I ask it because I had to choose between composition and conducting, And I chose conducting, Even though my greatest passion may be composing-
Because you can learn both from conducting.
Also, About Mahler-
Do you know what he focused on the most as a student? Did he really study composition very seriously, Or maybe his experience with music and conducting taught him the most?
Of course we can't know for sure, But any opinion would be appreciated.
Also, a strict composition teacher might make you sound more like him, rather than yourself.

What do you think?


----------



## MarkW (Feb 16, 2015)

I think history shows there are more composers who taught themselves enough conducting to get through their works (plus exceptions, like Schumann), than there are good conductors who were any more than mediocre composers. Mahler was the exception.


----------



## Ariasexta (Jul 3, 2010)

Mozart was a wunderkind, obvious he never took much time doing desk-jobs before composing seriously, some composers were even born blind too. Still we have a lot of composers eating a lot of seafood and drink a lot of good wine, using brand instruments and compose nonsense.


----------



## Mahlerian (Nov 27, 2012)

Gustav Mahler said:


> Also, About Mahler-
> Do you know what he focused on the most as a student? Did he really study composition very seriously, Or maybe his experience with music and conducting taught him the most?


Mahler was a student at the Vienna Conservatory during his teenage years. He had already been composing for some years on his own, and he studied harmony, counterpoint, and composition while at conservatory. Judging by the Piano Quartet movement in A minor from when he was 16, the works he produced there (the rest of which have all been lost forever) were solid but mostly unadventurous.
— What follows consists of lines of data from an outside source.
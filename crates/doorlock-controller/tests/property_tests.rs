//! Property-based tests for the entry and telemetry invariants.

use doorlock_controller::{EntryStateMachine, LockReconciler, ReconcileIo, Screen};
use doorlock_core::{ControllerConfig, EntryStage, KeyAction, KeyMap, LockState};
use doorlock_hardware::mock::{MockDoorSensor, MockLcd, MockLock, MockRangeFinder, MockSerial};
use proptest::prelude::*;

fn machine() -> (EntryStateMachine, Screen) {
    let config = ControllerConfig::default();
    let (lcd, _handle) = MockLcd::new();
    (
        EntryStateMachine::new(&config),
        Screen::new(Box::new(lcd), config.message_duration_ms),
    )
}

fn keypad_key() -> impl Strategy<Value = char> {
    prop::sample::select(vec![
        '0', '1', '2', '3', '4', '5', '6', '7', '8', '9', 'A', 'B', 'C', 'D', '*', '#',
    ])
}

proptest! {
    #[test]
    fn prop_accumulators_never_exceed_limits(keys in prop::collection::vec(keypad_key(), 0..64)) {
        let (mut machine, mut screen) = machine();
        let keymap = KeyMap::default();

        for key in keys {
            machine.on_key(keymap.classify(key), &mut screen, 0);
            prop_assert!(machine.identifier().len() <= 8);
            prop_assert!(machine.passcode().len() <= 4);
        }
    }

    #[test]
    fn prop_identifier_grows_by_one_until_full(digits in "[0-9]{0,20}") {
        let (mut machine, mut screen) = machine();

        for (i, digit) in digits.chars().enumerate() {
            machine.on_key(KeyAction::Digit(digit), &mut screen, 0);
            prop_assert_eq!(machine.identifier().len(), (i + 1).min(8));
        }
        prop_assert_eq!(machine.identifier(), &digits[..digits.len().min(8)]);
    }

    #[test]
    fn prop_reset_always_returns_to_start(keys in prop::collection::vec(keypad_key(), 0..32)) {
        let (mut machine, mut screen) = machine();
        let keymap = KeyMap::default();

        for key in keys {
            machine.on_key(keymap.classify(key), &mut screen, 0);
        }
        machine.on_key(KeyAction::Reset, &mut screen, 0);

        prop_assert_eq!(machine.stage(), EntryStage::CapturingId);
        prop_assert_eq!(machine.identifier(), "");
        prop_assert_eq!(machine.passcode(), "");
    }

    #[test]
    fn prop_complete_entry_yields_exact_request(id in "[0-9]{1,8}", code in "[0-9]{4}") {
        let (mut machine, mut screen) = machine();
        let keymap = KeyMap::default();
        let keys = format!("{id}#{code}#");

        let requests: Vec<_> = keys
            .chars()
            .filter_map(|key| machine.on_key(keymap.classify(key), &mut screen, 0))
            .collect();

        prop_assert_eq!(requests.len(), 1);
        prop_assert_eq!(requests[0].identifier().map(|i| i.as_str()), Some(id.as_str()));
        prop_assert_eq!(requests[0].passcode().as_str(), code.as_str());
        prop_assert!(machine.is_idle());
    }

    #[test]
    fn prop_short_code_never_yields_request(id in "[0-9]{1,8}", code in "[0-9]{0,3}") {
        let (mut machine, mut screen) = machine();
        let keymap = KeyMap::default();
        let keys = format!("{id}#{code}#");

        let sent = keys
            .chars()
            .filter_map(|key| machine.on_key(keymap.classify(key), &mut screen, 0))
            .count();

        prop_assert_eq!(sent, 0);
        prop_assert!(machine.is_idle());
    }

    #[test]
    fn prop_alerts_spaced_beyond_cooldown(
        cooldown_ms in 1u64..2_000,
        tick_ms in 1u64..200,
        ticks in 1usize..200,
    ) {
        let config = ControllerConfig { cooldown_ms, ..ControllerConfig::default() };
        let mut reconciler = LockReconciler::new(&config);
        let (mut range_finder, range) = MockRangeFinder::new();
        let (door_sensor, _door) = MockDoorSensor::new();
        let (mut lock, _lock) = MockLock::new();
        let (mut serial, _host) = MockSerial::new();
        let mut state = LockState::Locked;
        range.set_distance(5.0).unwrap();

        let mut alerts = Vec::new();
        for i in 0..ticks as u64 {
            let now = i * tick_ms;
            let io = ReconcileIo {
                range_finder: &mut range_finder,
                door_sensor: &door_sensor,
                lock: &mut lock,
                serial: &mut serial,
                override_fired: false,
            };
            if reconciler.tick(now, io, &mut state).alert_sent {
                alerts.push(now);
            }
        }

        prop_assert!(!alerts.is_empty());
        for pair in alerts.windows(2) {
            prop_assert!(pair[1] - pair[0] > cooldown_ms);
        }
    }
}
His next major work was Das Klagende Lied, which he finished at age 20 and submitted to a competition where the jury included Brahms and Liszt. A work by Fuchs won instead.
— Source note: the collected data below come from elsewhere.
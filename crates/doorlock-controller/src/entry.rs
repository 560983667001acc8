//! Keypad entry state machine.
//!
//! Captures an identifier and a passcode in two phases:
//!
//! ```text
//!            digit (≤ max_id_len)          digit (≤ code_len)
//!               ┌─────┐                        ┌─────┐
//!               ▼     │        submit          ▼     │
//!   ───► CapturingId ─┴──(id non-empty)──► CapturingCode ─┘
//!          ▲     │                              │
//!          │     └─submit, id empty:            │ submit:
//!          │       "Enter ID first"             │  complete   → "Checking...", emit request
//!          │                                    │  incomplete → "Incomplete"
//!          └──────────── reset / after submit ──┘
//! ```
//!
//! There is no backspace: an incomplete submission throws away the whole
//! entry and starts over from the identifier.
//!
//! Under [`Protocol::SingleCode`] the identifier phase is skipped and the
//! machine lives in `CapturingCode`.

use doorlock_core::constants::{MSG_CHECKING, MSG_ENTER_ID_FIRST, MSG_INCOMPLETE};
use doorlock_core::{
    ControllerConfig, DigitBuffer, EntryStage, Identifier, KeyAction, Passcode, Protocol,
    VerificationRequest,
};
use tracing::{debug, info, trace, warn};

use crate::screen::Screen;

/// Accumulates keypad digits into a verification request.
#[derive(Debug, Clone)]
pub struct EntryStateMachine {
    protocol: Protocol,
    stage: EntryStage,
    identifier: DigitBuffer,
    passcode: DigitBuffer,
}

impl EntryStateMachine {
    pub fn new(config: &ControllerConfig) -> Self {
        let protocol = config.protocol;
        Self {
            protocol,
            stage: Self::initial_stage(protocol),
            identifier: DigitBuffer::new(config.max_id_len),
            passcode: DigitBuffer::new(config.code_len),
        }
    }

    /// Stage a fresh entry cycle starts in.
    pub fn initial_stage(protocol: Protocol) -> EntryStage {
        match protocol {
            Protocol::IdentifierAndCode => EntryStage::CapturingId,
            Protocol::SingleCode => EntryStage::CapturingCode,
        }
    }

    pub fn stage(&self) -> EntryStage {
        self.stage
    }

    /// Identifier digits entered so far.
    pub fn identifier(&self) -> &str {
        self.identifier.as_str()
    }

    /// Passcode digits entered so far.
    pub fn passcode(&self) -> &str {
        self.passcode.as_str()
    }

    /// Digits of the accumulator currently receiving input.
    pub fn entered(&self) -> &str {
        match self.stage {
            EntryStage::CapturingId => self.identifier.as_str(),
            EntryStage::CapturingCode => self.passcode.as_str(),
        }
    }

    /// Whether no digits have been captured in this cycle.
    pub fn is_idle(&self) -> bool {
        self.stage == Self::initial_stage(self.protocol)
            && self.identifier.is_empty()
            && self.passcode.is_empty()
    }

    /// Process one key action.
    ///
    /// Returns a request only when a complete entry was submitted. Force-open
    /// and unassigned keys leave the entry untouched.
    pub fn on_key(
        &mut self,
        action: KeyAction,
        screen: &mut Screen,
        now_ms: u64,
    ) -> Option<VerificationRequest> {
        match action {
            KeyAction::Digit(digit) => {
                self.on_digit(digit, screen);
                None
            }
            KeyAction::Reset => {
                debug!("Entry reset by keypad");
                self.reset(screen);
                None
            }
            KeyAction::Submit => self.on_submit(screen, now_ms),
            KeyAction::ForceOpen | KeyAction::Ignored => None,
        }
    }

    /// Clear both accumulators and show the first prompt.
    pub fn reset(&mut self, screen: &mut Screen) {
        self.identifier.clear();
        self.passcode.clear();
        self.stage = Self::initial_stage(self.protocol);
        screen.show_prompt(self.stage, "");
    }

    fn on_digit(&mut self, digit: char, screen: &mut Screen) {
        let buffer = match self.stage {
            EntryStage::CapturingId => &mut self.identifier,
            EntryStage::CapturingCode => &mut self.passcode,
        };

        if buffer.push(digit) {
            screen.show_prompt(self.stage, self.entered());
        } else {
            trace!(stage = %self.stage, "Digit dropped, accumulator full");
        }
    }

    fn on_submit(&mut self, screen: &mut Screen, now_ms: u64) -> Option<VerificationRequest> {
        match self.stage {
            EntryStage::CapturingId => {
                if self.identifier.is_empty() {
                    screen.show_transient(MSG_ENTER_ID_FIRST, now_ms);
                    screen.show_prompt(self.stage, "");
                } else {
                    self.stage = EntryStage::CapturingCode;
                    debug!(identifier = self.identifier.as_str(), "Identifier captured");
                    screen.show_prompt(self.stage, "");
                }
                None
            }
            EntryStage::CapturingCode => {
                let request = self.build_request();
                match &request {
                    Some(_) => screen.show_transient(MSG_CHECKING, now_ms),
                    None => {
                        info!(
                            passcode_len = self.passcode.len(),
                            "Incomplete entry submitted"
                        );
                        screen.show_transient(MSG_INCOMPLETE, now_ms);
                    }
                }
                self.reset(screen);
                request
            }
        }
    }

    fn build_request(&self) -> Option<VerificationRequest> {
        if self.passcode.len() != self.passcode.capacity() {
            return None;
        }

        let passcode = match Passcode::new(self.passcode.as_str(), self.passcode.capacity()) {
            Ok(passcode) => passcode,
            Err(e) => {
                warn!(error = %e, "Rejected captured passcode");
                return None;
            }
        };

        match self.protocol {
            Protocol::SingleCode => Some(VerificationRequest::code_only(passcode)),
            Protocol::IdentifierAndCode => match Identifier::new(self.identifier.as_str()) {
                Ok(identifier) => Some(VerificationRequest::new(identifier, passcode)),
                Err(e) => {
                    debug!(error = %e, "No identifier for request");
                    None
                }
            },
        }
    }
}

#[cfg(test)]
mod tests {
    use super::*;
    use doorlock_hardware::mock::{MockLcd, MockLcdHandle};
    use rstest::rstest;

    fn setup(protocol: Protocol) -> (EntryStateMachine, Screen, MockLcdHandle) {
        let config = ControllerConfig {
            protocol,
            ..ControllerConfig::default()
        };
        let (lcd, handle) = MockLcd::new();
        let screen = Screen::new(Box::new(lcd), config.message_duration_ms);
        (EntryStateMachine::new(&config), screen, handle)
    }

    fn press(
        machine: &mut EntryStateMachine,
        screen: &mut Screen,
        keys: &str,
    ) -> Vec<VerificationRequest> {
        let keymap = doorlock_core::KeyMap::default();
        keys.chars()
            .filter_map(|key| machine.on_key(keymap.classify(key), screen, 0))
            .collect()
    }

    #[test]
    fn test_complete_entry_emits_request() {
        let (mut machine, mut screen, lcd) = setup(Protocol::IdentifierAndCode);

        let requests = press(&mut machine, &mut screen, "123#4567#");

        assert_eq!(requests.len(), 1);
        let request = &requests[0];
        assert_eq!(request.identifier().map(|id| id.as_str()), Some("123"));
        assert_eq!(request.passcode().as_str(), "4567");

        assert!(machine.is_idle());
        assert_eq!(lcd.last_message().as_deref(), Some("Checking..."));
    }

    #[test]
    fn test_submit_without_identifier() {
        let (mut machine, mut screen, lcd) = setup(Protocol::IdentifierAndCode);

        assert!(press(&mut machine, &mut screen, "#").is_empty());
        assert_eq!(machine.stage(), EntryStage::CapturingId);
        assert_eq!(lcd.last_message().as_deref(), Some("Enter ID first"));
    }

    #[test]
    fn test_entry_continues_after_empty_submit() {
        let (mut machine, mut screen, _lcd) = setup(Protocol::IdentifierAndCode);

        press(&mut machine, &mut screen, "#12");
        assert_eq!(machine.identifier(), "12");
    }

    #[rstest]
    #[case("1##")]
    #[case("1#456#")]
    #[case("12#45#")]
    fn test_incomplete_code_resets_everything(#[case] keys: &str) {
        let (mut machine, mut screen, lcd) = setup(Protocol::IdentifierAndCode);

        assert!(press(&mut machine, &mut screen, keys).is_empty());
        assert!(machine.is_idle());
        assert_eq!(machine.stage(), EntryStage::CapturingId);
        assert_eq!(lcd.last_message().as_deref(), Some("Incomplete"));
    }

    #[test]
    fn test_identifier_capped_at_max_len() {
        let (mut machine, mut screen, _lcd) = setup(Protocol::IdentifierAndCode);

        press(&mut machine, &mut screen, "1234567890");
        assert_eq!(machine.identifier(), "12345678");
    }

    #[test]
    fn test_passcode_capped_at_code_len() {
        let (mut machine, mut screen, _lcd) = setup(Protocol::IdentifierAndCode);

        let requests = press(&mut machine, &mut screen, "7#123456#");
        assert_eq!(requests[0].passcode().as_str(), "1234");
    }

    #[rstest]
    #[case("")]
    #[case("123")]
    #[case("123#45")]
    fn test_reset_from_any_state(#[case] keys: &str) {
        let (mut machine, mut screen, lcd) = setup(Protocol::IdentifierAndCode);

        press(&mut machine, &mut screen, keys);
        press(&mut machine, &mut screen, "*");

        assert!(machine.is_idle());
        assert_eq!(lcd.lines(), vec!["Enter ID:", ""]);
    }

    #[test]
    fn test_digits_echoed_to_prompt() {
        let (mut machine, mut screen, lcd) = setup(Protocol::IdentifierAndCode);

        press(&mut machine, &mut screen, "42#7");
        assert_eq!(lcd.lines(), vec!["Enter Code:", "7"]);
    }

    #[rstest]
    #[case('A')]
    #[case('B')]
    #[case('C')]
    #[case('D')]
    fn test_non_entry_keys_have_no_effect(#[case] key: char) {
        let (mut machine, mut screen, lcd) = setup(Protocol::IdentifierAndCode);
        press(&mut machine, &mut screen, "12");
        let updates = lcd.update_count();

        press(&mut machine, &mut screen, &key.to_string());

        assert_eq!(machine.identifier(), "12");
        assert_eq!(lcd.update_count(), updates);
    }

    #[test]
    fn test_single_code_protocol() {
        let (mut machine, mut screen, _lcd) = setup(Protocol::SingleCode);
        assert_eq!(machine.stage(), EntryStage::CapturingCode);

        let requests = press(&mut machine, &mut screen, "9876#");
        assert_eq!(requests.len(), 1);
        assert!(requests[0].identifier().is_none());
        assert_eq!(requests[0].passcode().as_str(), "9876");
        assert_eq!(machine.stage(), EntryStage::CapturingCode);
    }

    #[test]
    fn test_single_code_incomplete() {
        let (mut machine, mut screen, lcd) = setup(Protocol::SingleCode);

        assert!(press(&mut machine, &mut screen, "98#").is_empty());
        assert!(machine.is_idle());
        assert_eq!(lcd.last_message().as_deref(), Some("Incomplete"));
    }
}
Mahler proceeded to get jobs in conducting, but I don't think he was ever specifically instructed in this, or if he had been, it certainly was not his focus in conservatory, which was composition. In his own mind, he was a composer first and foremost, and a conductor second.


----------



## Gustav Mahler (Dec 3, 2014)

The thing that intrigues me is if he really studied composition, Or just counterpoint and harmony?
And if he did, Who was his teacher?
Also, I really doubt that he was a self taught conductor. Conducting is also technique.
I know that in his mind he was first a composer, But he must have focused on studying conducting at one point or another, Don't you think?


----------



## Mahlerian (Nov 27, 2012)

Gustav Mahler said:


> The thing that intrigues me is if he really studied composition, Or just counterpoint and harmony?
> And if he did, Who was his teacher?


Robert Fuchs, I believe. Hugo Wolf and Hans Rott were among his classmates.


----------



## Gustav Mahler (Dec 3, 2014)

Thank you. It interests me since I had to choose between studying composition or conducting, And I decided to choose conducting (Even though I am more of a composer)-And those are the reasons:
*Conducting is a technique that you must be taught. Of course that you must know how to compose-To know about forms, harmony and counterpoint. Those things I already learn while I study conducting (Conducting and composition students have the same courses, Except for the private lesson with the conducting/composition teacher.)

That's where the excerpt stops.